O que os novos dados trouxeram
A nova pesquisa traz algo fundamental: a receita exata para manter a divisão das células sexuais do pombo durante meses sem perda de identidade, uma tarefa que resistiu por décadas. A equipa ajustou fatores como insulina, IGF e EGF para estimular o crescimento sem forçar as células a amadurecerem prematuramente.
Um resultado notável é o papel do receptor de ácido retinóico, um interruptor molecular associado aos derivados da vitamina A. Ao bloquear esse interruptor, mas mantendo a vitamina disponível para outras funções, as células mantiveram a sua natureza embrionária e aumentaram as taxas de crescimento. Em doses baixas, a proteína de crescimento pleiotrofina intensificou ainda mais essa proliferação, atingindo um tempo de duplicação de cerca de 35 horas, o que é surpreendentemente rápido para culturas de aves.
Essas células, marcadas e rastreadas após a sua injeção nos embriões, migraram com sucesso para as gónadas de pombos e galinhas. Isso confirma que essa técnica não só funciona em teoria, mas também pode ser integrada em animais vivos de diferentes espécies, o que é um requisito necessário para qualquer programa de «desextinção».

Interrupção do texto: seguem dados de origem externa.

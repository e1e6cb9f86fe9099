//! Veriflow API Server
//!
//! Receives signed verification webhooks from the identity provider,
//! persists them, and exposes the manual retry trigger and the operator
//! read surface.

mod config;
mod error;
mod routes;
mod state;

use std::net::SocketAddr;

use tracing_subscriber::{layer::SubscriberExt, util::SubscriberInitExt};

use crate::{config::Config, routes::create_router, state::AppState};

#[tokio::main]
async fn main() -> anyhow::Result<()> {
    // Load .env file if present
    dotenvy::dotenv().ok();

    // Initialize tracing
    tracing_subscriber::registry()
        .with(
            tracing_subscriber::EnvFilter::try_from_default_env()
                .unwrap_or_else(|_| "info,veriflow_api=debug".into()),
        )
        .with(tracing_subscriber::fmt::layer())
        .init();

    tracing::info!("Starting Veriflow API Server v{}", env!("CARGO_PKG_VERSION"));

    // Load configuration
    let config = Config::from_env()?;
    tracing::info!("Configuration loaded");

    // Create database pool
    tracing::info!("Connecting to database...");
    let pool = veriflow_shared::create_pool(&config.database_url).await?;
    tracing::info!("Database connection established");

    // Run migrations on a dedicated pool with longer timeouts
    tracing::info!("Running database migrations...");
    let migration_pool = veriflow_shared::create_migration_pool(&config.database_url).await?;
    veriflow_shared::run_migrations(&migration_pool).await?;
    migration_pool.close().await;

    // Create application state
    let state = AppState::new(pool, config.clone())?;

    let app = create_router(state);

    let addr = SocketAddr::from(([0, 0, 0, 0], config.port));
    tracing::info!(addr = %addr, "Listening");

    let listener = tokio::net::TcpListener::bind(addr).await?;
    axum::serve(listener, app).await?;

    Ok(())
}
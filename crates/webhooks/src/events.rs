//! Inbound verification events and derived status updates.
//!
//! Events are append-only: every webhook delivery inserts a row, replays
//! included (the provider may retransmit). A row is mutated exactly once,
//! to flip `processed` after its status update has been durably written.

use serde::{Deserialize, Serialize};
use sqlx::PgPool;
use time::OffsetDateTime;
use uuid::Uuid;

use crate::error::{WebhookError, WebhookResult};

/// Event types emitted by the verification provider.
#[derive(Debug, Clone, Copy, PartialEq, Eq, Serialize, Deserialize)]
pub enum VerificationEventType {
    #[serde(rename = "user.status_changed")]
    StatusChanged,
    #[serde(rename = "user.account_updated")]
    AccountUpdated,
    #[serde(rename = "user.vai_revoked")]
    VaiRevoked,
    #[serde(rename = "user.vai_suspended")]
    VaiSuspended,
}

impl VerificationEventType {
    pub fn as_str(&self) -> &'static str {
        match self {
            Self::StatusChanged => "user.status_changed",
            Self::AccountUpdated => "user.account_updated",
            Self::VaiRevoked => "user.vai_revoked",
            Self::VaiSuspended => "user.vai_suspended",
        }
    }

    pub fn parse(s: &str) -> Option<Self> {
        match s {
            "user.status_changed" => Some(Self::StatusChanged),
            "user.account_updated" => Some(Self::AccountUpdated),
            "user.vai_revoked" => Some(Self::VaiRevoked),
            "user.vai_suspended" => Some(Self::VaiSuspended),
            _ => None,
        }
    }
}

impl std::fmt::Display for VerificationEventType {
    fn fmt(&self, f: &mut std::fmt::Formatter<'_>) -> std::fmt::Result {
        f.write_str(self.as_str())
    }
}

/// Wire format of an inbound webhook body.
///
/// `data` is carried through opaque — the provider attaches free-form
/// extension fields (`status`, `reason`, ...) we store and forward
/// unmodified.
#[derive(Debug, Clone, Serialize, Deserialize)]
pub struct InboundEvent {
    pub event_type: String,
    pub user_id: String,
    pub vai_number: String,
    #[serde(default)]
    pub timestamp: Option<String>,
    #[serde(default)]
    pub data: serde_json::Value,
}

impl InboundEvent {
    /// Validate required fields, returning the parsed event type.
    pub fn validate(&self) -> WebhookResult<VerificationEventType> {
        let event_type = VerificationEventType::parse(&self.event_type).ok_or_else(|| {
            WebhookError::InvalidPayload(format!("unknown event_type '{}'", self.event_type))
        })?;

        if self.user_id.trim().is_empty() {
            return Err(WebhookError::InvalidPayload("user_id is required".into()));
        }
        if self.vai_number.trim().is_empty() {
            return Err(WebhookError::InvalidPayload("vai_number is required".into()));
        }

        Ok(event_type)
    }
}

/// Stored inbound event row.
#[derive(Debug, Clone, Serialize, sqlx::FromRow)]
pub struct EventRecord {
    pub id: Uuid,
    pub event_type: String,
    pub subject_user_id: String,
    pub vai_number: String,
    pub payload: serde_json::Value,
    pub received_signature: Option<String>,
    pub processed: bool,
    #[serde(with = "time::serde::rfc3339::option")]
    pub processed_at: Option<OffsetDateTime>,
    #[serde(with = "time::serde::rfc3339")]
    pub created_at: OffsetDateTime,
}

/// Result of processing one inbound event end to end.
#[derive(Debug, Clone, Serialize)]
pub struct ProcessedEvent {
    pub event_id: Uuid,
    pub status_update_id: Uuid,
    pub event_type: VerificationEventType,
    pub vai_number: String,
}

/// Durable store for inbound events and their derived status updates.
#[derive(Clone)]
pub struct EventStore {
    pool: PgPool,
}

impl EventStore {
    pub fn new(pool: PgPool) -> Self {
        Self { pool }
    }

    /// Insert one inbound event row with `processed = false`.
    ///
    /// On failure the caller must not derive a status update — an orphaned
    /// status row without its originating event would break the audit
    /// trail.
    pub async fn ingest(
        &self,
        event: &InboundEvent,
        signature: Option<&str>,
    ) -> WebhookResult<Uuid> {
        let event_type = event.validate()?;

        let payload = serde_json::to_value(event)
            .map_err(|e| WebhookError::Internal(format!("Failed to serialize payload: {e}")))?;

        let (event_id,): (Uuid,) = sqlx::query_as(
            r#"
            INSERT INTO verification_events
                (event_type, subject_user_id, vai_number, payload, received_signature)
            VALUES ($1, $2, $3, $4, $5)
            RETURNING id
            "#,
        )
        .bind(event_type.as_str())
        .bind(&event.user_id)
        .bind(&event.vai_number)
        .bind(&payload)
        .bind(signature)
        .fetch_one(&self.pool)
        .await
        .map_err(|e| {
            tracing::error!(
                event_type = %event_type,
                vai_number = %event.vai_number,
                error = %e,
                "Failed to insert verification event"
            );
            WebhookError::Database(e.to_string())
        })?;

        Ok(event_id)
    }

    /// Insert the status update derived from an event.
    ///
    /// On failure the originating event stays `processed = false`, leaving
    /// it visible to manual reconciliation.
    pub async fn derive_status(
        &self,
        event_id: Uuid,
        vai_number: &str,
        status_type: VerificationEventType,
        status_data: &serde_json::Value,
    ) -> WebhookResult<Uuid> {
        let (status_update_id,): (Uuid,) = sqlx::query_as(
            r#"
            INSERT INTO status_updates (vai_number, status_type, status_data, event_id)
            VALUES ($1, $2, $3, $4)
            RETURNING id
            "#,
        )
        .bind(vai_number)
        .bind(status_type.as_str())
        .bind(status_data)
        .bind(event_id)
        .fetch_one(&self.pool)
        .await
        .map_err(|e| {
            tracing::error!(
                event_id = %event_id,
                vai_number = %vai_number,
                error = %e,
                "Failed to insert status update - event left unprocessed for reconciliation"
            );
            WebhookError::Database(e.to_string())
        })?;

        Ok(status_update_id)
    }

    /// Flip `processed` to true. Only called after `derive_status`
    /// succeeded.
    pub async fn mark_processed(&self, event_id: Uuid) -> WebhookResult<()> {
        sqlx::query(
            r#"
            UPDATE verification_events
            SET processed = TRUE, processed_at = NOW()
            WHERE id = $1
            "#,
        )
        .bind(event_id)
        .execute(&self.pool)
        .await
        .map_err(|e| {
            tracing::error!(
                event_id = %event_id,
                error = %e,
                "Failed to mark event processed - status update exists, flag not advanced"
            );
            WebhookError::Database(e.to_string())
        })?;

        Ok(())
    }

    /// The full inbound sequence: ingest, derive the status update, mark
    /// processed. Each step is gated on the previous one; any failure
    /// aborts and surfaces the error without masking what already
    /// persisted.
    pub async fn process_event(
        &self,
        event: &InboundEvent,
        signature: Option<&str>,
    ) -> WebhookResult<ProcessedEvent> {
        let event_type = event.validate()?;

        let event_id = self.ingest(event, signature).await?;

        let status_update_id = self
            .derive_status(event_id, &event.vai_number, event_type, &event.data)
            .await?;

        self.mark_processed(event_id).await?;

        tracing::info!(
            event_id = %event_id,
            status_update_id = %status_update_id,
            event_type = %event_type,
            vai_number = %event.vai_number,
            "Processed verification event"
        );

        Ok(ProcessedEvent {
            event_id,
            status_update_id,
            event_type,
            vai_number: event.vai_number.clone(),
        })
    }

    /// List stored events, optionally filtered by processed state.
    pub async fn list_events(
        &self,
        processed: Option<bool>,
        limit: i64,
        offset: i64,
    ) -> WebhookResult<Vec<EventRecord>> {
        let records: Vec<EventRecord> = match processed {
            Some(flag) => {
                sqlx::query_as(
                    r#"
                    SELECT id, event_type, subject_user_id, vai_number, payload,
                           received_signature, processed, processed_at, created_at
                    FROM verification_events
                    WHERE processed = $1
                    ORDER BY created_at DESC
                    LIMIT $2 OFFSET $3
                    "#,
                )
                .bind(flag)
                .bind(limit)
                .bind(offset)
                .fetch_all(&self.pool)
                .await?
            }
            None => {
                sqlx::query_as(
                    r#"
                    SELECT id, event_type, subject_user_id, vai_number, payload,
                           received_signature, processed, processed_at, created_at
                    FROM verification_events
                    ORDER BY created_at DESC
                    LIMIT $1 OFFSET $2
                    "#,
                )
                .bind(limit)
                .bind(offset)
                .fetch_all(&self.pool)
                .await?
            }
        };

        Ok(records)
    }

    pub async fn find_event(&self, event_id: Uuid) -> WebhookResult<Option<EventRecord>> {
        let record: Option<EventRecord> = sqlx::query_as(
            r#"
            SELECT id, event_type, subject_user_id, vai_number, payload,
                   received_signature, processed, processed_at, created_at
            FROM verification_events
            WHERE id = $1
            "#,
        )
        .bind(event_id)
        .fetch_optional(&self.pool)
        .await?;

        Ok(record)
    }
}

#[cfg(test)]
mod tests {
    use super::*;

    fn event(event_type: &str) -> InboundEvent {
        InboundEvent {
            event_type: event_type.to_string(),
            user_id: "user_123".to_string(),
            vai_number: "VAI-2024-00042".to_string(),
            timestamp: Some("2024-06-01T12:00:00Z".to_string()),
            data: serde_json::json!({"status": "revoked", "reason": "document expired"}),
        }
    }

    #[test]
    fn event_type_round_trips_wire_names() {
        for (wire, variant) in [
            ("user.status_changed", VerificationEventType::StatusChanged),
            ("user.account_updated", VerificationEventType::AccountUpdated),
            ("user.vai_revoked", VerificationEventType::VaiRevoked),
            ("user.vai_suspended", VerificationEventType::VaiSuspended),
        ] {
            assert_eq!(VerificationEventType::parse(wire), Some(variant));
            assert_eq!(variant.as_str(), wire);
        }
        assert_eq!(VerificationEventType::parse("user.deleted"), None);
    }

    #[test]
    fn validate_accepts_known_event() {
        let ev = event("user.vai_revoked");
        assert_eq!(ev.validate().unwrap(), VerificationEventType::VaiRevoked);
    }

    #[test]
    fn validate_rejects_unknown_event_type() {
        let ev = event("user.deleted");
        assert!(matches!(
            ev.validate(),
            Err(WebhookError::InvalidPayload(_))
        ));
    }

    #[test]
    fn validate_rejects_empty_identifiers() {
        let mut ev = event("user.status_changed");
        ev.user_id = "  ".to_string();
        assert!(matches!(ev.validate(), Err(WebhookError::InvalidPayload(_))));

        let mut ev = event("user.status_changed");
        ev.vai_number = String::new();
        assert!(matches!(ev.validate(), Err(WebhookError::InvalidPayload(_))));
    }

    #[test]
    fn inbound_event_preserves_opaque_data() {
        let raw = r#"{
            "event_type": "user.account_updated",
            "user_id": "user_9",
            "vai_number": "VAI-1",
            "timestamp": "2024-06-01T12:00:00Z",
            "data": {"status": "active", "reason": null, "custom_field": [1, 2, 3]}
        }"#;

        let ev: InboundEvent = serde_json::from_str(raw).unwrap();
        assert_eq!(ev.data["custom_field"], serde_json::json!([1, 2, 3]));

        // Round-trip keeps extension fields intact
        let back = serde_json::to_value(&ev).unwrap();
        assert_eq!(back["data"]["custom_field"], serde_json::json!([1, 2, 3]));
    }

    #[test]
    fn inbound_event_tolerates_missing_optional_fields() {
        let raw = r#"{"event_type": "user.vai_suspended", "user_id": "u", "vai_number": "v"}"#;
        let ev: InboundEvent = serde_json::from_str(raw).unwrap();
        assert!(ev.timestamp.is_none());
        assert!(ev.data.is_null());
        assert!(ev.validate().is_ok());
    }
}
//! Inbound webhook signature verification.
//!
//! The verification provider signs each callback with
//! `hex(sha256(body || secret))` and sends it in the `x-vai-signature`
//! header. This is the provider's documented scheme — a plain digest over
//! the concatenation, not an HMAC.

use sha2::{Digest, Sha256};
use subtle::ConstantTimeEq;

use crate::error::{WebhookError, WebhookResult};

/// Outcome of a signature check that allows processing to continue.
#[derive(Debug, Clone, Copy, PartialEq, Eq)]
pub enum SignatureCheck {
    /// Secret configured, signature present and matching.
    Verified,
    /// Secret configured but no signature header was sent. Processing
    /// proceeds; this soft-fail is part of the provider contract and is
    /// logged as a warning.
    MissingSignature,
    /// No secret configured; nothing was verified.
    Unverified,
}

/// Verifies inbound webhook signatures against the shared secret.
#[derive(Debug, Clone)]
pub struct SignatureVerifier {
    secret: Option<String>,
}

impl SignatureVerifier {
    pub fn new(secret: Option<String>) -> Self {
        let secret = secret.filter(|s| !s.is_empty());
        if secret.is_none() {
            tracing::warn!(
                "VERIFICATION_WEBHOOK_SECRET not configured - inbound webhooks will not be verified"
            );
        }
        Self { secret }
    }

    /// Check a presented signature against the raw request body.
    ///
    /// Returns `Err(WebhookError::InvalidSignature)` only for a configured
    /// secret with a present-but-mismatched signature. The two soft paths
    /// (missing signature, no secret) return `Ok` and log a warning.
    pub fn verify(&self, body: &[u8], presented: Option<&str>) -> WebhookResult<SignatureCheck> {
        let secret = match &self.secret {
            Some(s) => s,
            None => {
                tracing::warn!("Accepting unverified webhook (no secret configured)");
                return Ok(SignatureCheck::Unverified);
            }
        };

        let presented = match presented {
            Some(sig) if !sig.is_empty() => sig,
            _ => {
                tracing::warn!(
                    "Webhook received without signature header - processing anyway (unsafe)"
                );
                return Ok(SignatureCheck::MissingSignature);
            }
        };

        let expected = compute_signature(body, secret);

        // Constant-time comparison over the hex strings
        if bool::from(expected.as_bytes().ct_eq(presented.as_bytes())) {
            Ok(SignatureCheck::Verified)
        } else {
            tracing::error!(
                body_len = body.len(),
                presented_len = presented.len(),
                "Webhook signature mismatch"
            );
            Err(WebhookError::InvalidSignature)
        }
    }
}

/// `hex(sha256(body || secret))` — the provider's signing scheme.
pub fn compute_signature(body: &[u8], secret: &str) -> String {
    let mut hasher = Sha256::new();
    hasher.update(body);
    hasher.update(secret.as_bytes());
    hex::encode(hasher.finalize())
}

#[cfg(test)]
mod tests {
    use super::*;

    const SECRET: &str = "whsec_test_secret";

    #[test]
    fn valid_signature_accepted() {
        let verifier = SignatureVerifier::new(Some(SECRET.to_string()));
        let body = br#"{"event_type":"user.vai_revoked"}"#;
        let sig = compute_signature(body, SECRET);

        let check = verifier.verify(body, Some(&sig)).unwrap();
        assert_eq!(check, SignatureCheck::Verified);
    }

    #[test]
    fn mismatched_signature_rejected() {
        let verifier = SignatureVerifier::new(Some(SECRET.to_string()));
        let body = b"payload";
        let mut sig = compute_signature(body, SECRET);

        // Flip the last hex digit
        let last = sig.pop().unwrap();
        sig.push(if last == '0' { '1' } else { '0' });

        assert!(matches!(
            verifier.verify(body, Some(&sig)),
            Err(WebhookError::InvalidSignature)
        ));
    }

    #[test]
    fn signature_over_wrong_body_rejected() {
        let verifier = SignatureVerifier::new(Some(SECRET.to_string()));
        let sig = compute_signature(b"original body", SECRET);

        assert!(matches!(
            verifier.verify(b"tampered body", Some(&sig)),
            Err(WebhookError::InvalidSignature)
        ));
    }

    #[test]
    fn missing_signature_soft_fails_when_secret_configured() {
        let verifier = SignatureVerifier::new(Some(SECRET.to_string()));

        let check = verifier.verify(b"payload", None).unwrap();
        assert_eq!(check, SignatureCheck::MissingSignature);

        let check = verifier.verify(b"payload", Some("")).unwrap();
        assert_eq!(check, SignatureCheck::MissingSignature);
    }

    #[test]
    fn no_secret_accepts_anything() {
        let verifier = SignatureVerifier::new(None);

        let check = verifier.verify(b"payload", Some("garbage")).unwrap();
        assert_eq!(check, SignatureCheck::Unverified);
    }

    #[test]
    fn empty_secret_treated_as_unconfigured() {
        let verifier = SignatureVerifier::new(Some(String::new()));

        let check = verifier.verify(b"payload", Some("garbage")).unwrap();
        assert_eq!(check, SignatureCheck::Unverified);
    }

    #[test]
    fn signature_is_hex_sha256_of_body_and_secret() {
        // sha256("bodysecret") — digest over the concatenation, no separator
        let sig = compute_signature(b"body", "secret");
        assert_eq!(sig.len(), 64);
        assert!(sig.chars().all(|c| c.is_ascii_hexdigit()));
        assert_eq!(sig, compute_signature(b"bodysecret", ""));
    }
}
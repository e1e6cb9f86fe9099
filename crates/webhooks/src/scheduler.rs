//! Retry scheduler for failed outbound deliveries.
//!
//! Stateless over the tracker's rows: one `run_pass` claims a batch of
//! due deliveries, attempts each, and records the outcome. It never loops
//! or waits — periodic invocation belongs to the worker binary (or an
//! operator hitting the manual trigger endpoint).

use std::time::Duration;

use serde::Serialize;
use sqlx::PgPool;

use crate::delivery::{DeliveryTracker, OutboundDelivery, STALE_LEASE_MINUTES};
use crate::error::{WebhookError, WebhookResult};

/// Upper bound on deliveries attempted in a single pass.
pub const MAX_BATCH_SIZE: i64 = 50;

/// Timeout applied to every delivery attempt. Expiry counts as a failure.
pub const DELIVERY_TIMEOUT: Duration = Duration::from_secs(10);

/// Outcome counts of one retry pass. `processed` always equals
/// `succeeded + failed + exhausted`.
#[derive(Debug, Clone, Copy, Default, PartialEq, Eq, Serialize)]
pub struct RetrySummary {
    pub processed: u32,
    pub succeeded: u32,
    pub failed: u32,
    pub exhausted: u32,
}

/// Attempts redelivery of due outbound notifications.
#[derive(Clone)]
pub struct RetryScheduler {
    tracker: DeliveryTracker,
    http_client: reqwest::Client,
}

impl RetryScheduler {
    /// Create a scheduler with a shared HTTP client.
    ///
    /// # Errors
    ///
    /// Returns `WebhookError::Internal` if the HTTP client cannot be
    /// built.
    pub fn new(pool: PgPool) -> WebhookResult<Self> {
        let http_client = reqwest::Client::builder()
            .timeout(DELIVERY_TIMEOUT)
            .user_agent(concat!("veriflow-webhooks/", env!("CARGO_PKG_VERSION")))
            .redirect(reqwest::redirect::Policy::none())
            .build()
            .map_err(|e| WebhookError::Internal(format!("Failed to build HTTP client: {e}")))?;

        Ok(Self {
            tracker: DeliveryTracker::new(pool),
            http_client,
        })
    }

    /// Run exactly one retry pass over up to `batch_size` due deliveries.
    ///
    /// Items are attempted oldest-due first and fail independently: one
    /// delivery erroring never aborts the rest of the batch, and the
    /// returned summary accounts for every claimed item exactly once.
    pub async fn run_pass(&self, batch_size: i64) -> WebhookResult<RetrySummary> {
        let batch_size = batch_size.clamp(1, MAX_BATCH_SIZE);
        let due = self.tracker.due_for_retry(batch_size).await?;

        let mut summary = RetrySummary::default();
        if due.is_empty() {
            return Ok(summary);
        }

        tracing::info!(count = due.len(), "Processing due outbound deliveries");

        for delivery in &due {
            summary.processed += 1;

            match attempt_delivery(
                &self.http_client,
                &delivery.target_endpoint,
                &delivery.payload,
            )
            .await
            {
                Ok(status_code) => {
                    tracing::info!(
                        delivery_id = %delivery.id,
                        target_endpoint = %delivery.target_endpoint,
                        status_code = status_code,
                        attempt_count = delivery.attempt_count + 1,
                        "Outbound delivery retry succeeded"
                    );
                    // The delivery itself succeeded; a bookkeeping failure
                    // here must not flip the item's outcome.
                    if let Err(e) = self.tracker.record_success(delivery.id).await {
                        tracing::error!(
                            delivery_id = %delivery.id,
                            error = %e,
                            "Delivered but failed to record success - row will be retried"
                        );
                    }
                    summary.succeeded += 1;
                }
                Err(delivery_error) => {
                    match self
                        .tracker
                        .record_retry_failure(delivery, &delivery_error)
                        .await
                    {
                        Ok(updated) if updated.is_exhausted() => summary.exhausted += 1,
                        Ok(_) => summary.failed += 1,
                        Err(e) => {
                            tracing::error!(
                                delivery_id = %delivery.id,
                                error = %e,
                                "Failed to record retry failure"
                            );
                            summary.failed += 1;
                        }
                    }
                }
            }
        }

        tracing::info!(
            processed = summary.processed,
            succeeded = summary.succeeded,
            failed = summary.failed,
            exhausted = summary.exhausted,
            "Retry pass complete"
        );

        Ok(summary)
    }

    /// Return leases abandoned by a crashed pass to the retry pool.
    pub async fn release_stale_leases(&self) -> WebhookResult<u64> {
        self.tracker.release_stale(STALE_LEASE_MINUTES).await
    }

    pub fn tracker(&self) -> &DeliveryTracker {
        &self.tracker
    }
}

/// Attempt one delivery: POST the stored payload to the target endpoint.
///
/// Any 2xx response is success. Non-2xx, connection failures, and
/// timeouts all return the error string recorded as `last_error`.
pub(crate) async fn attempt_delivery(
    client: &reqwest::Client,
    target_endpoint: &str,
    payload: &serde_json::Value,
) -> Result<u16, String> {
    let result = client.post(target_endpoint).json(payload).send().await;

    match result {
        Ok(response) => {
            let status = response.status();
            if status.is_success() {
                Ok(status.as_u16())
            } else {
                Err(format!("HTTP {}", status.as_u16()))
            }
        }
        Err(e) => {
            if e.is_timeout() {
                Err(format!("Request timeout ({}s)", DELIVERY_TIMEOUT.as_secs()))
            } else if e.is_connect() {
                Err(format!("Connection failed: {e}"))
            } else {
                Err(format!("Request error: {e}"))
            }
        }
    }
}

#[cfg(test)]
#[allow(clippy::unwrap_used)]
mod tests {
    use super::*;

    fn test_client() -> reqwest::Client {
        reqwest::Client::builder()
            .timeout(Duration::from_secs(2))
            .build()
            .unwrap()
    }

    #[tokio::test]
    async fn attempt_succeeds_on_2xx() {
        let mut server = mockito::Server::new_async().await;
        let mock = server
            .mock("POST", "/hooks/status")
            .match_header("content-type", "application/json")
            .with_status(200)
            .create_async()
            .await;

        let payload = serde_json::json!({"vai_number": "VAI-1", "status_type": "user.vai_revoked"});
        let result = attempt_delivery(
            &test_client(),
            &format!("{}/hooks/status", server.url()),
            &payload,
        )
        .await;

        assert_eq!(result, Ok(200));
        mock.assert_async().await;
    }

    #[tokio::test]
    async fn attempt_treats_204_as_success() {
        let mut server = mockito::Server::new_async().await;
        server
            .mock("POST", "/hooks/status")
            .with_status(204)
            .create_async()
            .await;

        let result = attempt_delivery(
            &test_client(),
            &format!("{}/hooks/status", server.url()),
            &serde_json::json!({}),
        )
        .await;

        assert_eq!(result, Ok(204));
    }

    #[tokio::test]
    async fn attempt_fails_on_server_error() {
        let mut server = mockito::Server::new_async().await;
        server
            .mock("POST", "/hooks/status")
            .with_status(503)
            .create_async()
            .await;

        let result = attempt_delivery(
            &test_client(),
            &format!("{}/hooks/status", server.url()),
            &serde_json::json!({}),
        )
        .await;

        assert_eq!(result, Err("HTTP 503".to_string()));
    }

    #[tokio::test]
    async fn attempt_fails_on_client_error() {
        let mut server = mockito::Server::new_async().await;
        server
            .mock("POST", "/hooks/status")
            .with_status(410)
            .create_async()
            .await;

        let result = attempt_delivery(
            &test_client(),
            &format!("{}/hooks/status", server.url()),
            &serde_json::json!({}),
        )
        .await;

        assert_eq!(result, Err("HTTP 410".to_string()));
    }

    #[tokio::test]
    async fn attempt_fails_on_unreachable_endpoint() {
        // Nothing listens on this port
        let result = attempt_delivery(
            &test_client(),
            "http://127.0.0.1:1/hooks/status",
            &serde_json::json!({}),
        )
        .await;

        assert!(result.is_err());
    }

    #[test]
    fn summary_counts_start_at_zero() {
        let summary = RetrySummary::default();
        assert_eq!(summary.processed, 0);
        assert_eq!(
            summary.processed,
            summary.succeeded + summary.failed + summary.exhausted
        );
    }
}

Promessas, riscos e Maurício
A possibilidade de reintroduzir o dodô em Maurício em apenas alguns anos causou entusiasmo, mas também alguma preocupação. O arquipélago obteve sucesso na área de conservação da natureza, criando reservas naturais e programas de controlo de espécies invasoras, mas ainda enfrenta ameaças complexas: ratos, gatos, macacos e mudanças no uso da terra. O plano Colossal prevê a criação de zonas livres de predadores e a introdução gradual com monitorização ecológica constante, para que qualquer impacto negativo possa ser eliminado atempadamente.
O lado simbólico também é importante. O dodô tornou-se um símbolo mundial da extinção causada pelo homem. O seu regresso — se acontecer — não deve ser interpretado como uma «segunda oportunidade garantida» para outras espécies. Alguns especialistas alertam que a ideia de recriar animais extintos pode desviar a atenção da proteção de ecossistemas reais e vivos, que hoje enfrentam pressões muito mais graves.
O que é considerado dodô

Aqui surge uma discussão não técnica, mas filosófica. Até que ponto uma ave criada com base no genoma do dodo das Nicobar e editada com CRISPR pode ser considerada um dodo autêntico? As características visíveis podem ser imitadas, mas a arquitetura genética original — a interação completa entre centenas ou milhares de genes — não pode ser restaurada 100%.
Alguns investigadores aplaudem as conquistas, mas alertam sobre como as conclusões devem ser formuladas. Eles falam de «aves inspiradas no dronte», e não de «dronte», enfatizando a necessidade de transparência para não criar expectativas irrealistas.
Por que isso pode ajudar as aves que ainda existem
Além do apelo mediático do «renascimento» de uma espécie extinta, o verdadeiro valor dessa descoberta pode estar na sua aplicação a espécies ainda existentes que estão a desaparecer rapidamente. Até agora, não havia métodos confiáveis de preservação de células sexuais na ornitologia, o que limitava a criação de bancos de células e dificultava a restauração da diversidade genética quando as populações caíam abaixo do nível crítico.
Com esta técnica, seria possível preservar a diversidade genética dos pombos insulares, das aves florestais ou das espécies das ilhas do Pacífico, que estão a perder a sua diversidade devido à perda de habitat e ao aparecimento de predadores. Isso não substitui a proteção dos ecossistemas — e não pretende fazê-lo —, mas acrescenta uma ferramenta para situações em que a genética pode significar a diferença entre a sobrevivência e a extinção.